Surgeon discovers his own cancer after using an ultrasound connected to an iPhone
The Butterfly IQ sends ultrasound images to an Apple iPhone
Apple is focusing on using its mobile devices to improve health care. Being able to use one of the company's mobile devices to make an accurate, but quick diagnosis is one of the most important possibilities to come from this. And a real life example of this has taken place with a portable ultrasound device that works with the iPhone. Called the Butterfly IQ, the medical accessory was used by a vascular surgeon to find a cancerous mass in his throat.

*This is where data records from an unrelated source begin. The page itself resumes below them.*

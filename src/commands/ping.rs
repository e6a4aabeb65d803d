use crate::commands::executable::Executable;
use crate::commands::CommandParser;
use crate::context::Context;
use crate::frame::Frame;
use crate::Error;

/// Returns PONG. Any argument is ignored.
///
/// Ref: <https://redis.io/docs/latest/commands/ping>
#[derive(Debug, PartialEq)]
pub struct Ping;

impl Executable for Ping {
    fn exec(self, _ctx: &Context) -> Result<Frame, Error> {
        Ok(Frame::simple("PONG"))
    }
}

impl TryFrom<&mut CommandParser> for Ping {
    type Error = Error;

    fn try_from(_parser: &mut CommandParser) -> Result<Self, Self::Error> {
        Ok(Self)
    }
}
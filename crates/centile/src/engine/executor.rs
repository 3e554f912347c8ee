//! Dispatch and orchestration for assessments.
//!
//! ## Purpose
//!
//! This module provides the execution core shared by every public entry
//! point: it validates a request, resolves the reference point through the
//! lookup matching the standard's age scale, selects the percentile method,
//! and assembles the [`PercentileResult`].
//!
//! ## Design notes
//!
//! * **Stateless per call**: the executor reads the immutable store and
//!   allocates only ephemeral structures, so calls are safe to issue
//!   concurrently from any number of threads without coordination.
//! * **Standard dispatch**: the standard/measurement pair is a tagged
//!   dispatch here, replacing the per-chart copies it consolidates.
//! * **Configuration over guessing**: the lookup mode, preterm mode, age
//!   rounding, and value caps are carried in [`AssessmentConfig`]; the
//!   defaults mirror the most common observed call sites.
//!
//! ## Key concepts
//!
//! * **Method selection**: LMS standards require interpolated L/M/S (a
//!   series without them is a reference-data error); the preterm standard
//!   reads percentile anchors directly and yields no Z-score.
//!
//! ## Invariants
//!
//! * Validation runs before any store access; no result is produced for an
//!   out-of-domain request.
//! * Identical inputs produce bit-identical outputs.
//!
//! ## Non-goals
//!
//! * This module does not parse wire requests (see the API layer).
//! * This module does not load reference data.

// Internal dependencies
use crate::algorithms::gestational::{lookup_gestational, PretermLookup};
use crate::algorithms::lookup::{interpolate_at, InterpolatedPoint, LookupMode};
use crate::algorithms::percentile::{percentile_from_anchors, percentile_from_lms};
use crate::engine::output::PercentileResult;
use crate::engine::validator::{Validator, ValueCaps};
use crate::primitives::age::AgeRounding;
use crate::primitives::errors::CentileError;
use crate::primitives::types::{GrowthStandard, Measurement, MeasurementType, PediatricAge, Sex};
use crate::store::registry::ReferenceStore;

// ============================================================================
// Configuration
// ============================================================================

/// Resolved configuration for assessment execution.
#[derive(Debug, Clone, Copy, Default)]
pub struct AssessmentConfig {
    /// Interpolation behavior for month-anchored lookups.
    pub lookup_mode: LookupMode,

    /// Resolution behavior for gestational-age lookups.
    pub preterm_lookup: PretermLookup,

    /// Rounding applied to postnatal query ages before lookup.
    pub age_rounding: AgeRounding,

    /// Value caps overriding the per-standard defaults, if set.
    pub caps_override: Option<ValueCaps>,
}

impl AssessmentConfig {
    /// The caps in effect for a standard under this configuration.
    pub fn caps_for(&self, standard: GrowthStandard) -> ValueCaps {
        self.caps_override
            .unwrap_or_else(|| ValueCaps::for_standard(standard))
    }
}

// ============================================================================
// Executor
// ============================================================================

/// Stateless execution core for growth assessments.
pub struct Executor;

impl Executor {
    /// Assess one measurement against a standard.
    pub fn run(
        store: &ReferenceStore,
        config: &AssessmentConfig,
        standard: GrowthStandard,
        measurement: MeasurementType,
        input: &Measurement,
    ) -> Result<PercentileResult, CentileError> {
        let caps = config.caps_for(standard);
        Validator::validate_request(standard, measurement, input, &caps)?;

        let point = Self::resolve_point(store, config, standard, measurement, input.sex, &input.age)?;

        let (z_score, calculated_percentile) = if standard.uses_lms() {
            let lms = point.lms.as_ref().ok_or(CentileError::MissingLms {
                standard,
                measurement,
            })?;
            let (z, pct) = percentile_from_lms(input.value, lms)?;
            (Some(z), pct)
        } else {
            (None, percentile_from_anchors(input.value, &point.anchors))
        };

        Ok(PercentileResult {
            value: input.value,
            percentiles: point.anchors,
            calculated_percentile,
            z_score,
        })
    }

    /// Resolve the reference point at a query age, without assessing a value.
    ///
    /// The age must already satisfy the standard's domain (the public entry
    /// points validate it first).
    pub fn resolve_point(
        store: &ReferenceStore,
        config: &AssessmentConfig,
        standard: GrowthStandard,
        measurement: MeasurementType,
        sex: Sex,
        age: &PediatricAge,
    ) -> Result<InterpolatedPoint, CentileError> {
        let series = store.series(standard, measurement)?;

        match age {
            PediatricAge::Months(months) => {
                let Some(window) = standard.age_window() else {
                    return Err(CentileError::AgeScaleMismatch { standard });
                };
                let query = config.age_rounding.apply(*months);
                interpolate_at(series, sex, query, window, config.lookup_mode)
            }
            PediatricAge::Gestational(ga) => {
                if !standard.is_preterm() {
                    return Err(CentileError::AgeScaleMismatch { standard });
                }
                lookup_gestational(series, sex, *ga, config.preterm_lookup)
            }
        }
    }
}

Doctor John Martin had been having an uncomfortable feeling in his throat when he decided to use the Butterfly IQ to see what was going on. Obtaining the unit, which looks like an electric razor, was not an issue since Dr. Martin happens to be the Chief Medical Officer of the Butterfly Network, the company that makes the device. After applying the typical ultrasound "gel" to his neck (those who have had an ultrasound will know what we are referring to), he used the Butterfly IQ device to send the ultrasound image to a paired iPhone. The image revealed a 3cm mass indicating that the Doctor had squamous-cell cancer.
The Butterfly IQ will go on sale in the U.S. later this year, priced at $1,999. That is a fraction of what a hospital spends on the larger sized ultrasounds that you might be more familiar with. Eventually, the Butterfly IQ is a device that could be used in an ambulance, or at home. To that end, the company is hoping to pair the product with AI software that will allow a novice to position the probe correctly and even interpret the images. In 2018, software could be added that allows users to calculate how well the heart is pumping blood, and even find an aortic aneurism in a scan. John Kendall, ultrasound director at the emergency department of Denver Health Medical Center, and a Butterfly Network advisor, says that eventually the product will be purchased by homeowners. "The ability to acquire an image and know what you are seeing—I think it’s coming," he says.
As for Dr. Martin, he survived a five and a half hour surgery, and is currently undergoing radiation treatment.